Excel Sum If Year Equals

calendar_today Asked Jul 5, 2014
thumb_up 7 upvotes
history Updated April 14, 2026

Direct Answer

I believe that you are not entering the formula as an array formula. @Alexandru is right with his comment, in that only the first cell in the range provided is being computed, so…. This is a prose walkthrough, ranked #292nd of 303 by community upvote score, from 2014.


The Problem (Q-score 4, ranked #292nd of 303 in the Excel VBA archive)

The scenario as originally posted in 2014

I got two columns of data;

A:

12/31/2013

12/30/2013

12/29/2013

12/28/2013

12/27/2013

12/26/2012

B:

10

10

10

10

10

5

my formula is : =SUM(IF(YEAR(G6:G11)=2013,H6:H11,0),0)
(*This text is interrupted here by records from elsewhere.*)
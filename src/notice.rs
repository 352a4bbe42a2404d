//! Purpose: Define a stable, structured schema for non-fatal stderr notices.
//! Exports: `Notice`, `notice_json`, `notice_time_now`.
//! Role: Shared contract helper for CLI diagnostics (skipped or failed collections).
//! Invariants: Notices are non-fatal and never alter stdout payloads.
//! Invariants: JSON schema is additive-only; `collection` is omitted when not applicable.
use serde_json::{Map, Value, json};
use std::time::{SystemTime, UNIX_EPOCH};
use time::format_description::well_known::Rfc3339;

#[derive(Debug, Clone, PartialEq, Eq)]
pub struct Notice {
    pub kind: String,
    pub time: String,
    pub cmd: String,
    pub collection: Option<String>,
    pub message: String,
    pub details: Map<String, Value>,
}

pub fn notice_json(notice: &Notice) -> Value {
    let mut inner = Map::new();
    inner.insert("kind".to_string(), json!(notice.kind));
    inner.insert("time".to_string(), json!(notice.time));
    inner.insert("cmd".to_string(), json!(notice.cmd));
    if let Some(collection) = &notice.collection {
        inner.insert("collection".to_string(), json!(collection));
    }
    inner.insert("message".to_string(), json!(notice.message));
    inner.insert("details".to_string(), Value::Object(notice.details.clone()));

    let mut outer = Map::new();
    outer.insert("notice".to_string(), Value::Object(inner));
    Value::Object(outer)
}

/// RFC 3339 UTC timestamp for notices; empty when the clock is unusable.
pub fn notice_time_now() -> String {
    let Ok(duration) = SystemTime::now().duration_since(UNIX_EPOCH) else {
        return String::new();
    };
    time::OffsetDateTime::from_unix_timestamp_nanos(duration.as_nanos() as i128)
        .ok()
        .and_then(|ts| ts.format(&Rfc3339).ok())
        .unwrap_or_default()
}
// Core engine: error model, records, gateway seam, pager, export sink, matcher, search.
pub mod error;
pub mod export;
pub mod gateway;
pub mod matcher;
pub mod pager;
pub mod record;
pub mod search;

#[cfg(test)]
pub(crate) mod testing;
in the wizard the answer is 50

but when I hit enter, it displays 55 on the page.

Any thoughts?

SOLUTION:
While writing formula, press “ctrl + shift + enter”
Thank you

Why community consensus is tight on this one

Across 303 Excel VBA entries in the archive, the accepted answer here holds niche answer (below median) status — meaning voters are unusually aligned on the right fix.


The Verified Solution — niche answer (below median) (+7)

Verbal answer — walkthrough without a code block

Note: the verified answer is a prose walkthrough. If you need a runnable sample, check Excel VBA entries ranked in the top 10 of the same archive.

I believe that you are not entering the formula as an array formula. @Alexandru is right with his comment, in that only the first cell in the range provided is being computed, so that you have YEAR(G2)=2013, which is true, and you get the sum of the whole range H6:H11.

Some workarounds:

  • You array enter the formula. This will require you to press and hold Ctrl+Shift and then press Enter.

  • Use a formula that automatically considers the input as array, such as SUMPRODUCT:

    =SUMPRODUCT((YEAR(G6:G11)=2013)*H6:H11)
    
  • Change your logic for this sum and use SUMIFS, by using the first and last dates of the year as boundaries:

    =SUMIFS(H6:H11,G6:G11,">=01-Jan-2013",G6:G11,"<=31-Dec-2013")
    


When to Use It — classic (2013–2016)

Ranked #292nd in its category — specialized fit

This pattern sits in the 98% tail relative to the top answer. Reach for it when your scenario closely matches the question title; otherwise browse the Excel VBA archive for a higher-consensus alternative.

What changed between 2014 and 2026

The answer is 12 years old. The Excel VBA object model has been stable across Office 2013, 2016, 2019, 2021, 365, and 2024/2026 LTSC, so the pattern still compiles. Changes that might affect you: 64-bit API declarations (use PtrSafe), blocked macros in downloaded files (Mark-of-the-Web), and the shift toward Office Scripts for web-first workflows.

help
Frequently Asked Questions

This is a below-median answer — when does it still fit?
expand_more

Answer score +7 vs the Excel VBA archive median ~4; this entry is niche. The score plus 4 supporting upvotes on the question itself (+4) means the asker and 6 subsequent voters all validated the approach.

The answer has no code block — how do I turn it into a snippet?
expand_more

Use the walkthrough above as a checklist, then open a top-10 Excel VBA archive entry for a concrete starting template you can adapt.

Published around 2014 — what’s changed since?
expand_more

Published 2014, which is 12 year(s) before today’s Office 2026 build. The Excel VBA object model has had no breaking changes in that window. Three things to re-test: (1) blocked macros on downloaded files (Mark-of-the-Web), (2) 64-bit API declarations (PtrSafe, LongPtr), (3) any shift toward Office Scripts for web scenarios.

Which Excel VBA pattern ranks just above this one at #291?
expand_more

The pattern one rank above is “Pandas: Reading Excel with merged cells”. If your use case overlaps, compare both before committing.

Data source: Community-verified Q&A snapshot. Q-score 4, Answer-score 7, original post 2014, ranked #292nd of 303 in the Excel VBA archive. Last regenerated April 14, 2026.